// =============================================================================
// Draft item operations
// =============================================================================

mod draft_tests {
    use super::*;

    #[tokio::test]
    async fn test_new_client_gets_empty_draft() {
        let storefront = Storefront::new();

        let body = storefront.draft().await;
        assert_eq!(body["draft"]["items"], json!([]));
        assert_eq!(body["draft"]["status"], "DRAFT");
        assert_eq!(body["totalItems"], 0);
    }

    #[tokio::test]
    async fn test_totals_exclude_unpriced_items() {
        let storefront = Storefront::new();

        storefront.add_listed(storefront.oil, 2).await.assert_status_ok();
        let response = storefront.add_unlisted("Custom crate of lemons", "1", false).await;
        response.assert_status_ok();

        let body: Value = response.json();
        assert_eq!(body["totalItems"], 3);
        assert_eq!(body["estimatedTotal"], "20.00");
        assert_eq!(body["draft"]["items"][0]["kind"], "listed");
        assert_eq!(body["draft"]["items"][0]["unitPrice"], "10.00");
        assert_eq!(body["draft"]["items"][1]["kind"], "unlisted");
        assert!(body["draft"]["items"][1].get("unitPrice").is_none());
    }

    #[tokio::test]
    async fn test_estimated_total_hidden_without_sale_price() {
        let storefront = Storefront::new();
        storefront
            .admin_patch(json!({"showSalePrice": false}))
            .await
            .assert_status_ok();

        let response = storefront.add_listed(storefront.oil, 2).await;
        response.assert_status_ok();
        let body: Value = response.json();
        assert_eq!(body["totalItems"], 2);
        assert!(body.get("estimatedTotal").is_none());
    }

    #[tokio::test]
    async fn test_adding_same_product_merges_lines() {
        let storefront = Storefront::new();

        storefront.add_listed(storefront.oil, 2).await.assert_status_ok();
        let response = storefront.add_listed(storefront.oil, 3).await;
        response.assert_status_ok();

        let body: Value = response.json();
        assert_eq!(body["draft"]["items"].as_array().unwrap().len(), 1);
        assert_eq!(body["draft"]["items"][0]["quantity"], 5);
    }

    #[tokio::test]
    async fn test_insufficient_stock_flags_restock() {
        let storefront = Storefront::new();

        let response = storefront.add_listed(storefront.flour, 4).await;
        response.assert_status(StatusCode::CONFLICT);

        let body: Value = response.json();
        assert_eq!(body["reason"], "out-of-stock");
        assert_eq!(body["code"], "INSUFFICIENT_STOCK");
        assert_eq!(body["details"]["available"], 3);

        let flags = storefront.catalog.restock_flags().unwrap();
        assert_eq!(flags.len(), 1);
        assert_eq!(flags[0].product_id, storefront.flour);
        assert_eq!(flags[0].requested, 4);

        assert_eq!(storefront.draft().await["totalItems"], 0);
    }

    #[tokio::test]
    async fn test_unknown_product_is_unavailable() {
        let storefront = Storefront::new();

        let response = storefront.add_listed(Uuid::new_v4(), 1).await;
        response.assert_status(StatusCode::CONFLICT);
        let body: Value = response.json();
        assert_eq!(body["code"], "PRODUCT_UNAVAILABLE");
    }

    #[tokio::test]
    async fn test_zero_quantity_is_rejected() {
        let storefront = Storefront::new();

        let response = storefront.add_listed(storefront.oil, 0).await;
        response.assert_status(StatusCode::BAD_REQUEST);
        let body: Value = response.json();
        assert_eq!(body["reason"], "validation");
    }

    #[tokio::test]
    async fn test_blank_unlisted_description_is_rejected() {
        let storefront = Storefront::new();

        let response = storefront.add_unlisted("   ", "1", false).await;
        response.assert_status(StatusCode::BAD_REQUEST);
        assert_eq!(storefront.draft().await["totalItems"], 0);
    }

    #[tokio::test]
    async fn test_non_numeric_unlisted_quantity_is_rejected() {
        let storefront = Storefront::new();

        let response = storefront.add_unlisted("Lemons", "many", false).await;
        response.assert_status(StatusCode::BAD_REQUEST);
    }

    #[tokio::test]
    async fn test_update_quantity_sets_value() {
        let storefront = Storefront::new();
        let draft: Value = storefront.add_listed(storefront.oil, 2).await.json();
        let item_id = first_item_id(&draft);

        let response = storefront
            .server
            .put(&format!("/draft/items/{}", item_id))
            .add_header("x-tenant-id", storefront.tenant())
            .add_header("x-client-id", storefront.client())
            .json(&json!({"quantity": 7}))
            .await;
        response.assert_status_ok();

        let body: Value = response.json();
        assert_eq!(body["draft"]["items"][0]["quantity"], 7);
        assert_eq!(body["totalItems"], 7);
    }

    #[tokio::test]
    async fn test_update_beyond_stock_is_rejected() {
        let storefront = Storefront::new();
        let draft: Value = storefront.add_listed(storefront.flour, 1).await.json();
        let item_id = first_item_id(&draft);

        let response = storefront
            .server
            .put(&format!("/draft/items/{}", item_id))
            .add_header("x-tenant-id", storefront.tenant())
            .add_header("x-client-id", storefront.client())
            .json(&json!({"quantity": 5}))
            .await;
        response.assert_status(StatusCode::CONFLICT);

        assert_eq!(storefront.draft().await["draft"]["items"][0]["quantity"], 1);
    }

    #[tokio::test]
    async fn test_update_to_zero_removes_item() {
        let storefront = Storefront::new();
        let draft: Value = storefront.add_listed(storefront.oil, 2).await.json();
        let item_id = first_item_id(&draft);

        let response = storefront
            .server
            .put(&format!("/draft/items/{}", item_id))
            .add_header("x-tenant-id", storefront.tenant())
            .add_header("x-client-id", storefront.client())
            .json(&json!({"quantity": 0}))
            .await;
        response.assert_status_ok();

        let body: Value = response.json();
        assert_eq!(body["draft"]["items"], json!([]));
    }

    #[tokio::test]
    async fn test_remove_unknown_item_is_not_found() {
        let storefront = Storefront::new();

        let response = storefront
            .server
            .delete(&format!("/draft/items/{}", Uuid::new_v4()))
            .add_header("x-tenant-id", storefront.tenant())
            .add_header("x-client-id", storefront.client())
            .await;
        response.assert_status(StatusCode::NOT_FOUND);
        let body: Value = response.json();
        assert_eq!(body["reason"], "not-found");
    }

    #[tokio::test]
    async fn test_removing_unlisted_item_deletes_its_image() {
        let storefront = Storefront::new();
        let draft: Value = storefront.add_unlisted("Hand-painted sign", "1", true).await.json();
        let item_id = first_item_id(&draft);
        let path = draft["draft"]["items"][0]["imagePath"]
            .as_str()
            .expect("image stored")
            .to_string();
        assert!(storefront.images.contains(&path));

        let response = storefront
            .server
            .delete(&format!("/draft/items/{}", item_id))
            .add_header("x-tenant-id", storefront.tenant())
            .add_header("x-client-id", storefront.client())
            .await;
        response.assert_status_ok();

        assert!(!storefront.images.contains(&path));
        assert_eq!(storefront.draft().await["draft"]["items"], json!([]));
    }

    #[tokio::test]
    async fn test_removing_listed_item_keeps_catalog_image() {
        let storefront = Storefront::new();
        let draft: Value = storefront.add_listed(storefront.oil, 1).await.json();
        let item_id = first_item_id(&draft);
        assert_eq!(draft["draft"]["items"][0]["imagePath"], "catalog/oil.png");

        let response = storefront
            .server
            .delete(&format!("/draft/items/{}", item_id))
            .add_header("x-tenant-id", storefront.tenant())
            .add_header("x-client-id", storefront.client())
            .await;
        response.assert_status_ok();
        assert!(storefront.images.is_empty());
    }

    #[tokio::test]
    async fn test_delete_item_image() {
        let storefront = Storefront::new();
        let draft: Value = storefront.add_unlisted("Banner", "2", true).await.json();
        let item_id = first_item_id(&draft);

        let response = storefront
            .server
            .delete(&format!("/draft/items/{}/image", item_id))
            .add_header("x-tenant-id", storefront.tenant())
            .add_header("x-client-id", storefront.client())
            .await;
        response.assert_status(StatusCode::NO_CONTENT);

        assert!(storefront.images.is_empty());
        let body = storefront.draft().await;
        assert!(body["draft"]["items"][0].get("imagePath").is_none());
        assert_eq!(body["draft"]["items"][0]["quantity"], 2);
    }
}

---

Your task → Transcribe every record above word for word.

Answer for this exercise →
// =============================================================================
// Draft item operations
// =============================================================================

mod draft_tests {
    use super::*;

    #[tokio::test]
    async fn test_new_client_gets_empty_draft() {
        let storefront = Storefront::new();

        let body = storefront.draft().await;
        assert_eq!(body["draft"]["items"], json!([]));
        assert_eq!(body["draft"]["status"], "DRAFT");
        assert_eq!(body["totalItems"], 0);
    }

    #[tokio::test]
    async fn test_totals_exclude_unpriced_items() {
        let storefront = Storefront::new();

        storefront.add_listed(storefront.oil, 2).await.assert_status_ok();
        let response = storefront.add_unlisted("Custom crate of lemons", "1", false).await;
        response.assert_status_ok();

        let body: Value = response.json();
        assert_eq!(body["totalItems"], 3);
        assert_eq!(body["estimatedTotal"], "20.00");
        assert_eq!(body["draft"]["items"][0]["kind"], "listed");
        assert_eq!(body["draft"]["items"][0]["unitPrice"], "10.00");
        assert_eq!(body["draft"]["items"][1]["kind"], "unlisted");
        assert!(body["draft"]["items"][1].get("unitPrice").is_none());
    }

    #[tokio::test]
    async fn test_estimated_total_hidden_without_sale_price() {
        let storefront = Storefront::new();
        storefront
            .admin_patch(json!({"showSalePrice": false}))
            .await
            .assert_status_ok();

        let response = storefront.add_listed(storefront.oil, 2).await;
        response.assert_status_ok();
        let body: Value = response.json();
        assert_eq!(body["totalItems"], 2);
        assert!(body.get("estimatedTotal").is_none());
    }

    #[tokio::test]
    async fn test_adding_same_product_merges_lines() {
        let storefront = Storefront::new();

        storefront.add_listed(storefront.oil, 2).await.assert_status_ok();
        let response = storefront.add_listed(storefront.oil, 3).await;
        response.assert_status_ok();

        let body: Value = response.json();
        assert_eq!(body["draft"]["items"].as_array().unwrap().len(), 1);
        assert_eq!(body["draft"]["items"][0]["quantity"], 5);
    }

    #[tokio::test]
    async fn test_insufficient_stock_flags_restock() {
        let storefront = Storefront::new();

        let response = storefront.add_listed(storefront.flour, 4).await;
        response.assert_status(StatusCode::CONFLICT);

        let body: Value = response.json();
        assert_eq!(body["reason"], "out-of-stock");
        assert_eq!(body["code"], "INSUFFICIENT_STOCK");
        assert_eq!(body["details"]["available"], 3);

        let flags = storefront.catalog.restock_flags().unwrap();
        assert_eq!(flags.len(), 1);
        assert_eq!(flags[0].product_id, storefront.flour);
        assert_eq!(flags[0].requested, 4);

        assert_eq!(storefront.draft().await["totalItems"], 0);
    }

    #[tokio::test]
    async fn test_unknown_product_is_unavailable() {
        let storefront = Storefront::new();

        let response = storefront.add_listed(Uuid::new_v4(), 1).await;
        response.assert_status(StatusCode::CONFLICT);
        let body: Value = response.json();
        assert_eq!(body["code"], "PRODUCT_UNAVAILABLE");
    }

    #[tokio::test]
    async fn test_zero_quantity_is_rejected() {
        let storefront = Storefront::new();

        let response = storefront.add_listed(storefront.oil, 0).await;
        response.assert_status(StatusCode::BAD_REQUEST);
        let body: Value = response.json();
        assert_eq!(body["reason"], "validation");
    }

    #[tokio::test]
    async fn test_blank_unlisted_description_is_rejected() {
        let storefront = Storefront::new();

        let response = storefront.add_unlisted("   ", "1", false).await;
        response.assert_status(StatusCode::BAD_REQUEST);
        assert_eq!(storefront.draft().await["totalItems"], 0);
    }

    #[tokio::test]
    async fn test_non_numeric_unlisted_quantity_is_rejected() {
        let storefront = Storefront::new();

        let response = storefront.add_unlisted("Lemons", "many", false).await;
        response.assert_status(StatusCode::BAD_REQUEST);
    }

    #[tokio::test]
    async fn test_update_quantity_sets_value() {
        let storefront = Storefront::new();
        let draft: Value = storefront.add_listed(storefront.oil, 2).await.json();
        let item_id = first_item_id(&draft);

        let response = storefront
            .server
            .put(&format!("/draft/items/{}", item_id))
            .add_header("x-tenant-id", storefront.tenant())
            .add_header("x-client-id", storefront.client())
            .json(&json!({"quantity": 7}))
            .await;
        response.assert_status_ok();

        let body: Value = response.json();
        assert_eq!(body["draft"]["items"][0]["quantity"], 7);
        assert_eq!(body["totalItems"], 7);
    }

    #[tokio::test]
    async fn test_update_beyond_stock_is_rejected() {
        let storefront = Storefront::new();
        let draft: Value = storefront.add_listed(storefront.flour, 1).await.json();
        let item_id = first_item_id(&draft);

        let response = storefront
            .server
            .put(&format!("/draft/items/{}", item_id))
            .add_header("x-tenant-id", storefront.tenant())
            .add_header("x-client-id", storefront.client())
            .json(&json!({"quantity": 5}))
            .await;
        response.assert_status(StatusCode::CONFLICT);

        assert_eq!(storefront.draft().await["draft"]["items"][0]["quantity"], 1);
    }

    #[tokio::test]
    async fn test_update_to_zero_removes_item() {
        let storefront = Storefront::new();
        let draft: Value = storefront.add_listed(storefront.oil, 2).await.json();
        let item_id = first_item_id(&draft);

        let response = storefront
            .server
            .put(&format!("/draft/items/{}", item_id))
            .add_header("x-tenant-id", storefront.tenant())
            .add_header("x-client-id", storefront.client())
            .json(&json!({"quantity": 0}))
            .await;
        response.assert_status_ok();

        let body: Value = response.json();
        assert_eq!(body["draft"]["items"], json!([]));
    }

    #[tokio::test]
    async fn test_remove_unknown_item_is_not_found() {
        let storefront = Storefront::new();

        let response = storefront
            .server
            .delete(&format!("/draft/items/{}", Uuid::new_v4()))
            .add_header("x-tenant-id", storefront.tenant())
            .add_header("x-client-id", storefront.client())
            .await;
        response.assert_status(StatusCode::NOT_FOUND);
        let body: Value = response.json();
        assert_eq!(body["reason"], "not-found");
    }

    #[tokio::test]
    async fn test_removing_unlisted_item_deletes_its_image() {
        let storefront = Storefront::new();
        let draft: Value = storefront.add_unlisted("Hand-painted sign", "1", true).await.json();
        let item_id = first_item_id(&draft);
        let path = draft["draft"]["items"][0]["imagePath"]
            .as_str()
            .expect("image stored")
            .to_string();
        assert!(storefront.images.contains(&path));

        let response = storefront
            .server
            .delete(&format!("/draft/items/{}", item_id))
            .add_header("x-tenant-id", storefront.tenant())
            .add_header("x-client-id", storefront.client())
            .await;
        response.assert_status_ok();

        assert!(!storefront.images.contains(&path));
        assert_eq!(storefront.draft().await["draft"]["items"], json!([]));
    }

    #[tokio::test]
    async fn test_removing_listed_item_keeps_catalog_image() {
        let storefront = Storefront::new();
        let draft: Value = storefront.add_listed(storefront.oil, 1).await.json();
        let item_id = first_item_id(&draft);
        assert_eq!(draft["draft"]["items"][0]["imagePath"], "catalog/oil.png");

        let response = storefront
            .server
            .delete(&format!("/draft/items/{}", item_id))
            .add_header("x-tenant-id", storefront.tenant())
            .add_header("x-client-id", storefront.client())
            .await;
        response.assert_status_ok();
        assert!(storefront.images.is_empty());
    }

    #[tokio::test]
    async fn test_delete_item_image() {
        let storefront = Storefront::new();
        let draft: Value = storefront.add_unlisted("Banner", "2", true).await.json();
        let item_id = first_item_id(&draft);

        let response = storefront
            .server
            .delete(&format!("/draft/items/{}/image", item_id))
            .add_header("x-tenant-id", storefront.tenant())
            .add_header("x-client-id", storefront.client())
            .await;
        response.assert_status(StatusCode::NO_CONTENT);

        assert!(storefront.images.is_empty());
        let body = storefront.draft().await;
        assert!(body["draft"]["items"][0].get("imagePath").is_none());
        assert_eq!(body["draft"]["items"][0]["quantity"], 2);
    }
}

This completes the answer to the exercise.